The individual fragments of each portrait are arranged chronologically to form visual, telling timelines of presidencies over the past 50 years. A leader is only represented if he has served for at least one year; his length of service determines the width of his section. The nine segments in “United States,” for instance, are mostly in two sizes that represent four-year and eight-year terms. In contrast, “Turkey” features a face with little cohesion, consisting of 19 strips of vastly ranging widths. At a glance, you can see the US’s well-established political system that has limits to presidential power; and the political instability of Turkey, which has a history of coups and where democracy is still young and struggling.
Soykan, who grew up in Northwest Turkey, started Face of a Nation after his home country’s November 1st elections, which resulted in an unexpected comeback of Erdogan and the AKP with a major landslide.
“I was trying to understand the reasons behind the results,” Soykan said. “One of the things I realized was that voting behavior is very emotional; the elected leaders are a reflection of their society. And to me, that reflection is not only about the ideas, but also about the personality of the leader.”
In terms of their physical attributes, it’s especially clear from Soykan’s images that men, unfortunately, have dominated politics in recent decades. But these features, when brought together, also reveal information about their countries’ politics. “South Africa,” for instance, is a portrait of a man that is half white and half black, capturing the country’s major social transformations after apartheid. “North Korea” is a near-uniform portrait; consisting of just three fragments of its leaders of close resemblance, it relays the country’s passage of power through familial inheritance.
Soykan sourced many of these images from official portraits, but at times he had trouble finding them and relied on Google searches to find the most widely shared photographs. These challenges, he said, are a reflection of how some leaders were not even in power long enough to establish an iconic image of themselves. On the other hand, for countries where imagery is a key weapon of government officials, his task was simple.
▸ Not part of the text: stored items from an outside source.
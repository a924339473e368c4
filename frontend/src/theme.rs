use web_sys::window;
use yew::prelude::*;

const THEME_KEY: &str = "theme";

#[derive(Debug, Clone, Copy, PartialEq, Eq, Default)]
pub enum Theme {
    #[default]
    Light,
    Dark,
}

impl Theme {
    pub fn as_str(self) -> &'static str {
        match self {
            Theme::Light => "light",
            Theme::Dark => "dark",
        }
    }

    pub fn parse(value: &str) -> Option<Self> {
        match value.trim().to_ascii_lowercase().as_str() {
            "light" => Some(Theme::Light),
            "dark" => Some(Theme::Dark),
            _ => None,
        }
    }

    pub fn toggled(self) -> Self {
        match self {
            Theme::Light => Theme::Dark,
            Theme::Dark => Theme::Light,
        }
    }

    /// Text colour of the sequence-number column.
    pub fn sequence_text_class(self) -> &'static str {
        match self {
            Theme::Light => "text-black",
            Theme::Dark => "text-white",
        }
    }
}

pub fn get_stored_theme() -> Option<Theme> {
    window()
        .and_then(|w| w.local_storage().ok())
        .flatten()
        .and_then(|storage| storage.get_item(THEME_KEY).ok())
        .flatten()
        .and_then(|value| Theme::parse(&value))
}

pub fn store_theme(theme: Theme) -> Result<(), String> {
    if let Some(window) = window() {
        if let Ok(Some(storage)) = window.local_storage() {
            storage
                .set_item(THEME_KEY, theme.as_str())
                .map_err(|_| "Failed to store theme".to_string())?;
        }
    }
    Ok(())
}

fn system_prefers_dark() -> bool {
    window()
        .and_then(|w| w.match_media("(prefers-color-scheme: dark)").ok())
        .flatten()
        .map(|query| query.matches())
        .unwrap_or(false)
}

pub fn initial_theme() -> Theme {
    get_stored_theme().unwrap_or_else(|| {
        if system_prefers_dark() {
            Theme::Dark
        } else {
            Theme::Light
        }
    })
}

fn apply_theme(theme: Theme) {
    let Some(root) = window()
        .and_then(|w| w.document())
        .and_then(|d| d.document_element())
    else {
        return;
    };
    if root
        .class_list()
        .toggle_with_force("dark", theme == Theme::Dark)
        .is_err()
    {
        log::warn!("Could not apply {} theme", theme.as_str());
    }
}

#[derive(Clone, PartialEq)]
pub struct ThemeContext {
    pub theme: Theme,
    pub toggle: Callback<()>,
}

#[hook]
pub fn use_theme() -> Theme {
    use_context::<ThemeContext>()
        .map(|ctx| ctx.theme)
        .unwrap_or_default()
}

#[derive(Properties, PartialEq)]
pub struct ThemeProviderProps {
    pub children: Children,
}

#[function_component(ThemeProvider)]
pub fn theme_provider(props: &ThemeProviderProps) -> Html {
    let theme = use_state(initial_theme);

    use_effect_with(*theme, |theme| {
        apply_theme(*theme);
        if let Err(e) = store_theme(*theme) {
            log::warn!("{e}");
        }
    });

    let toggle = {
        let theme = theme.clone();
        Callback::from(move |_: ()| {
            log::debug!("Switching to {} theme", theme.toggled().as_str());
            theme.set(theme.toggled());
        })
    };

    let context = ThemeContext {
        theme: *theme,
        toggle,
    };

    html! {
        <ContextProvider<ThemeContext> context={context}>
            { for props.children.iter() }
        </ContextProvider<ThemeContext>>
    }
}

#[cfg(test)]
mod tests {
    use super::*;

    #[test]
    fn parse_is_case_insensitive() {
        assert_eq!(Theme::parse("Dark"), Some(Theme::Dark));
        assert_eq!(Theme::parse(" light "), Some(Theme::Light));
        assert_eq!(Theme::parse("sepia"), None);
    }

    #[test]
    fn toggling_flips_sequence_colour() {
        let theme = Theme::default();
        assert_eq!(theme.sequence_text_class(), "text-black");
        assert_eq!(theme.toggled().sequence_text_class(), "text-white");
        assert_eq!(theme.toggled().toggled(), theme);
        assert_eq!(Theme::parse(theme.toggled().as_str()), Some(Theme::Dark));
    }
}
//! The panel's operations against the video store.
//!
//! Each operation reports progress through `dispatch` and talks to the user
//! through a [`Prompter`]. Failures are shown to the user here; the returned
//! error is for logging only.

use crate::catalog::api::VideoStore;
use crate::catalog::prompt::Prompter;
use crate::catalog::state::{CatalogAction, InFlight, InFlightGuard, Operation};
use crate::config::PanelOptions;
use crate::error::CatalogError;
use crate::messages;
use crate::models::VideoEntry;
use crate::utils::{normalize_url, placeholder_id};
use std::future::Future;

fn claim(in_flight: &InFlight, op: Operation) -> Result<InFlightGuard, CatalogError> {
    in_flight.begin(op.clone()).ok_or_else(|| {
        log::debug!("Ignoring {op:?}, a request is already outstanding");
        CatalogError::InFlight(op)
    })
}

/// Claims a mutation. Mutations wait for an outstanding load so its list
/// cannot overwrite their result.
fn claim_mutation(in_flight: &InFlight, op: Operation) -> Result<InFlightGuard, CatalogError> {
    if in_flight.contains(&Operation::Load) {
        log::debug!("Ignoring {op:?} while the list is loading");
        return Err(CatalogError::InFlight(Operation::Load));
    }
    claim(in_flight, op)
}

async fn tracked<D, F, T>(dispatch: &D, guard: &InFlightGuard, request: F) -> T
where
    D: Fn(CatalogAction),
    F: Future<Output = T>,
{
    dispatch(CatalogAction::Started(guard.operation().clone()));
    let outcome = request.await;
    dispatch(CatalogAction::Finished(guard.operation().clone()));
    outcome
}

/// Replaces the local list with the store's. Runs once on mount.
pub async fn load_all<S, D>(store: &S, in_flight: &InFlight, dispatch: &D) -> Result<(), CatalogError>
where
    S: VideoStore,
    D: Fn(CatalogAction),
{
    // A list fetched while a mutation is outstanding may predate it.
    if let Some(op) = in_flight.outstanding_mutation() {
        log::debug!("Not loading while {op:?} is outstanding");
        return Err(CatalogError::InFlight(op));
    }
    let _guard = claim(in_flight, Operation::Load)?;
    dispatch(CatalogAction::LoadStarted);

    match store.list_videos().await {
        Ok(videos) => {
            log::info!("Loaded {} videos", videos.len());
            dispatch(CatalogAction::Loaded(videos));
            Ok(())
        }
        Err(e) => {
            log::error!("Failed to load videos: {e}");
            dispatch(CatalogAction::LoadFailed(messages::LOAD_FAILED.to_string()));
            Err(e.into())
        }
    }
}

/// Re-fetches the list on demand.
pub async fn reload<S, D>(store: &S, in_flight: &InFlight, dispatch: &D) -> Result<(), CatalogError>
where
    S: VideoStore,
    D: Fn(CatalogAction),
{
    log::debug!("Reloading video list");
    load_all(store, in_flight, dispatch).await
}

pub async fn add_entry<S, P, D>(
    store: &S,
    prompter: &P,
    in_flight: &InFlight,
    options: &PanelOptions,
    input: &str,
    dispatch: &D,
) -> Result<(), CatalogError>
where
    S: VideoStore,
    P: Prompter,
    D: Fn(CatalogAction),
{
    if options.read_only {
        return Err(CatalogError::ReadOnly);
    }
    let Some(url) = normalize_url(input) else {
        prompter.alert(messages::URL_REQUIRED);
        return Err(CatalogError::EmptyUrl);
    };
    let guard = claim_mutation(in_flight, Operation::Add)?;

    match tracked(dispatch, &guard, store.add_video(url)).await {
        Ok(assigned) => {
            // Placeholder ids are replaced by the store's on the next load.
            let id = assigned.unwrap_or_else(placeholder_id);
            log::info!("Added video {url} as {id}");
            dispatch(CatalogAction::Added(VideoEntry::new(id, url)));
            if options.announce_success {
                prompter.alert(messages::ADD_SUCCEEDED);
            }
            Ok(())
        }
        Err(e) => {
            log::error!("Failed to add video {url}: {e}");
            prompter.alert(&e.add_failure_message());
            Err(e.into())
        }
    }
}

/// Deletes by `url`, the only key the store accepts. Every local entry with
/// that url goes, matching what the store removes.
pub async fn delete_entry<S, P, D>(
    store: &S,
    prompter: &P,
    in_flight: &InFlight,
    options: &PanelOptions,
    url: &str,
    dispatch: &D,
) -> Result<(), CatalogError>
where
    S: VideoStore,
    P: Prompter,
    D: Fn(CatalogAction),
{
    if options.read_only {
        return Err(CatalogError::ReadOnly);
    }
    let guard = claim_mutation(in_flight, Operation::Delete(url.to_string()))?;
    if options.confirm_before_delete && !prompter.confirm(messages::CONFIRM_DELETE) {
        return Err(CatalogError::Declined);
    }

    match tracked(dispatch, &guard, store.delete_video(url)).await {
        Ok(()) => {
            log::info!("Deleted video {url}");
            dispatch(CatalogAction::RemovedUrl(url.to_string()));
            Ok(())
        }
        Err(e) => {
            log::error!("Failed to delete video {url}: {e}");
            prompter.alert(messages::DELETE_FAILED);
            Err(e.into())
        }
    }
}

pub async fn delete_all<S, P, D>(
    store: &S,
    prompter: &P,
    in_flight: &InFlight,
    options: &PanelOptions,
    dispatch: &D,
) -> Result<(), CatalogError>
where
    S: VideoStore,
    P: Prompter,
    D: Fn(CatalogAction),
{
    if options.read_only {
        return Err(CatalogError::ReadOnly);
    }
    let guard = claim_mutation(in_flight, Operation::DeleteAll)?;
    if options.confirm_before_delete && !prompter.confirm(messages::CONFIRM_DELETE_ALL) {
        return Err(CatalogError::Declined);
    }

    match tracked(dispatch, &guard, store.delete_all_videos()).await {
        Ok(()) => {
            log::info!("Deleted all videos");
            dispatch(CatalogAction::Cleared);
            Ok(())
        }
        Err(e) => {
            log::error!("Failed to delete all videos: {e}");
            prompter.alert(messages::DELETE_ALL_FAILED);
            Err(e.into())
        }
    }
}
“It was almost too easy to put together the faces of the North Korean leaders,” Soykan said. “Not only because there are only three and they are all part of the same family lineage, but also because their most popular portraits are almost identical. They are all portrayed from the same angle, wearing the same glasses and with a very similar haircut. North Korean propaganda leaves no room for doubt that the ideology of their first leader Kim Il-sung continues throughout his successors.” In compiling the “Russia” portrait, he also realized that Russian leaders are always shown as serious and powerful to imbue them with strong authority. US presidents, on the other hand, appear friendly, always turning to the right and presenting a goodnatured smile.
An ongoing project, Face of the Nation will continue to grow as Soykan creates more portraits for new countries, focusing particularly on ones that influence world politics. Each existing one, too, will expand. In light of the US’ most recent election, he updated “America” to include a line labelled “D. Trump 2016.” It’s still too early to tell if Donald Trump will fulfill the one-year requirement to command a slice of Soykan’s image, but the artist has already been parsing photographs of the President-elect.
“It looks like his ear and iconic hairstyle [may] play a small part in the project after next year,” he said.